*ACTIVITY*. What lines of the data include the string "sent"? Copy them all.

BEGIN RECORDED INFORMATION

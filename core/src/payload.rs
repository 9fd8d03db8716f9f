//! Request payloads and the chunking of record sequences.
//!
//! # Design
//! `Payload` makes the shape of the data explicit at the boundary of
//! `Client::post`: only sequences (concrete or lazy) can be split into
//! chunks. A lazy sequence is pulled one chunk at a time, so a chunked post
//! never holds more than `chunk_size` records in memory, and it is collected
//! into a concrete array before encoding when it is posted whole.

use std::fmt;

use serde::Serialize;
use serde_json::Value;

use crate::encode::encode_json;
use crate::error::{ClientError, Result};

/// Data sent as a request body.
pub enum Payload<'a> {
    /// A concrete ordered sequence of records.
    Sequence(Vec<Value>),
    /// A single-pass sequence of records.
    Lazy(Box<dyn Iterator<Item = Value> + 'a>),
    /// A mapping or scalar, sent as one JSON value.
    Single(Value),
    /// Pre-encoded text, sent verbatim.
    Raw(String),
}

impl<'a> Payload<'a> {
    /// Wraps a single-pass iterator of records.
    pub fn lazy<I>(records: I) -> Self
    where
        I: IntoIterator<Item = Value>,
        I::IntoIter: 'a,
    {
        Payload::Lazy(Box::new(records.into_iter()))
    }

    /// Converts any serializable value, turning JSON arrays into sequences.
    ///
    /// Datetime fields must go through [`Timestamp`](crate::encode::Timestamp)
    /// or `#[serde(serialize_with = "pp_client::encode::iso8601::serialize")]`
    /// so they carry an explicit UTC offset.
    pub fn from_serialize<T: Serialize + ?Sized>(data: &T) -> Result<Self> {
        serde_json::to_value(data)
            .map(Payload::from)
            .map_err(ClientError::Serialization)
    }

    pub fn is_sequence(&self) -> bool {
        matches!(self, Payload::Sequence(_) | Payload::Lazy(_))
    }

    /// Encodes the whole payload into one request body.
    pub fn into_body(self) -> Result<String> {
        match self {
            Payload::Raw(text) => Ok(text),
            Payload::Sequence(records) => encode_json(&records),
            Payload::Lazy(records) => encode_json(&records.collect::<Vec<_>>()),
            Payload::Single(value) => encode_json(&value),
        }
    }

    /// Splits a sequence into consecutive chunks of at most `size` records.
    pub fn into_chunks(self, size: usize) -> Result<Chunks<'a>> {
        if size == 0 {
            return Err(ClientError::Chunking("chunk size must be positive".to_string()));
        }
        let source: Box<dyn Iterator<Item = Value> + 'a> = match self {
            Payload::Sequence(records) => Box::new(records.into_iter()),
            Payload::Lazy(records) => records,
            Payload::Single(_) | Payload::Raw(_) => {
                return Err(ClientError::Chunking("can only chunk sequences".to_string()))
            }
        };
        Ok(Chunks { source, size })
    }
}

impl fmt::Debug for Payload<'_> {
    fn fmt(&self, f: &mut fmt::Formatter<'_>) -> fmt::Result {
        match self {
            Payload::Sequence(records) => f.debug_tuple("Sequence").field(records).finish(),
            Payload::Lazy(_) => f.write_str("Lazy(..)"),
            Payload::Single(value) => f.debug_tuple("Single").field(value).finish(),
            Payload::Raw(text) => f.debug_tuple("Raw").field(text).finish(),
        }
    }
}

impl From<Value> for Payload<'_> {
    fn from(value: Value) -> Self {
        match value {
            Value::Array(records) => Payload::Sequence(records),
            other => Payload::Single(other),
        }
    }
}

impl From<Vec<Value>> for Payload<'_> {
    fn from(records: Vec<Value>) -> Self {
        Payload::Sequence(records)
    }
}

impl From<String> for Payload<'_> {
    fn from(text: String) -> Self {
        Payload::Raw(text)
    }
}

impl From<&str> for Payload<'_> {
    fn from(text: &str) -> Self {
        Payload::Raw(text.to_string())
    }
}

/// Iterator over the chunks of a sequence payload.
pub struct Chunks<'a> {
    source: Box<dyn Iterator<Item = Value> + 'a>,
    size: usize,
}

impl fmt::Debug for Chunks<'_> {
    fn fmt(&self, f: &mut fmt::Formatter<'_>) -> fmt::Result {
        f.debug_struct("Chunks").field("size", &self.size).finish_non_exhaustive()
    }
}

impl Iterator for Chunks<'_> {
    type Item = Vec<Value>;

    fn next(&mut self) -> Option<Vec<Value>> {
        let chunk: Vec<Value> = self.source.by_ref().take(self.size).collect();
        if chunk.is_empty() {
            None
        } else {
            Some(chunk)
        }
    }
}
//! Client configuration.
//!
//! `ClientConfig` is the immutable value each client owns. `ClientSettings`
//! is the configuration document applications load (JSON or environment) and
//! turn into a config with `ClientConfig::from_settings`.

use std::fmt;
use std::sync::Arc;

use serde::Deserialize;

use crate::error::{ClientError, Result};

/// Request id sent when no supplier is configured.
pub const DEFAULT_REQUEST_ID: &str = "Not-Set";

/// Produces the value of the `Govuk-Request-Id` header for each request.
pub type RequestIdFn = Arc<dyn Fn() -> String + Send + Sync>;

/// Supplier returning a fresh v4 UUID per request.
pub fn uuid_request_id() -> RequestIdFn {
    Arc::new(|| uuid::Uuid::new_v4().to_string())
}

#[derive(Clone)]
pub struct ClientConfig {
    pub(crate) base_url: String,
    pub(crate) token: Option<String>,
    pub(crate) dry_run: bool,
    pub(crate) request_id: RequestIdFn,
    pub(crate) retry_on_error: bool,
    pub(crate) compress: bool,
}

impl ClientConfig {
    /// Fails with `ClientError::Configuration` when `base_url` is empty.
    pub fn new(base_url: impl Into<String>, token: Option<String>) -> Result<Self> {
        let base_url = base_url.into();
        if base_url.is_empty() {
            return Err(ClientError::Configuration("base_url must be a non-empty string".to_string()));
        }
        Ok(Self {
            base_url,
            token,
            dry_run: false,
            request_id: Arc::new(|| DEFAULT_REQUEST_ID.to_string()),
            retry_on_error: true,
            compress: true,
        })
    }

    pub fn from_settings(settings: &ClientSettings) -> Result<Self> {
        let mut config = Self::new(settings.url.clone(), settings.token.clone())?;
        config.dry_run = settings.dry_run;
        Ok(config)
    }

    pub fn base_url(&self) -> &str {
        &self.base_url
    }

    pub fn token(&self) -> Option<&str> {
        self.token.as_deref()
    }

    pub fn dry_run(&self) -> bool {
        self.dry_run
    }

    pub fn retry_on_error(&self) -> bool {
        self.retry_on_error
    }

    pub fn compress(&self) -> bool {
        self.compress
    }

    pub fn request_id(&self) -> String {
        (self.request_id)()
    }
}

impl fmt::Debug for ClientConfig {
    fn fmt(&self, f: &mut fmt::Formatter<'_>) -> fmt::Result {
        f.debug_struct("ClientConfig")
            .field("base_url", &self.base_url)
            .field("token", &self.token.as_ref().map(|_| "<redacted>"))
            .field("dry_run", &self.dry_run)
            .field("retry_on_error", &self.retry_on_error)
            .field("compress", &self.compress)
            .finish_non_exhaustive()
    }
}

/// Configuration document with the keys `url`, `token` and `dry_run`.
#[derive(Debug, Clone, PartialEq, Eq, Deserialize)]
pub struct ClientSettings {
    pub url: String,
    #[serde(default)]
    pub token: Option<String>,
    #[serde(default)]
    pub dry_run: bool,
}

impl ClientSettings {
    pub fn from_json(raw: &str) -> Result<Self> {
        serde_json::from_str(raw).map_err(|e| ClientError::Configuration(e.to_string()))
    }

    /// Reads `PP_URL`, `PP_TOKEN` and `PP_DRY_RUN` (`1`/`true`/`yes`).
    pub fn from_env() -> Result<Self> {
        Self::from_lookup(|key| std::env::var(key).ok())
    }

    fn from_lookup(lookup: impl Fn(&str) -> Option<String>) -> Result<Self> {
        let url = lookup("PP_URL")
            .ok_or_else(|| ClientError::Configuration("PP_URL is not set".to_string()))?;
        let token = lookup("PP_TOKEN").filter(|token| !token.is_empty());
        let dry_run = lookup("PP_DRY_RUN")
            .map(|value| matches!(value.to_ascii_lowercase().as_str(), "1" | "true" | "yes"))
            .unwrap_or(false);
        Ok(Self { url, token, dry_run })
    }
}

END RECORDED INFORMATION

*ANSWER SECTION*.
/// Data sent as a request body.
    /// A mapping or scalar, sent as one JSON value.
    /// Pre-encoded text, sent verbatim.
/// Request id sent when no supplier is configured.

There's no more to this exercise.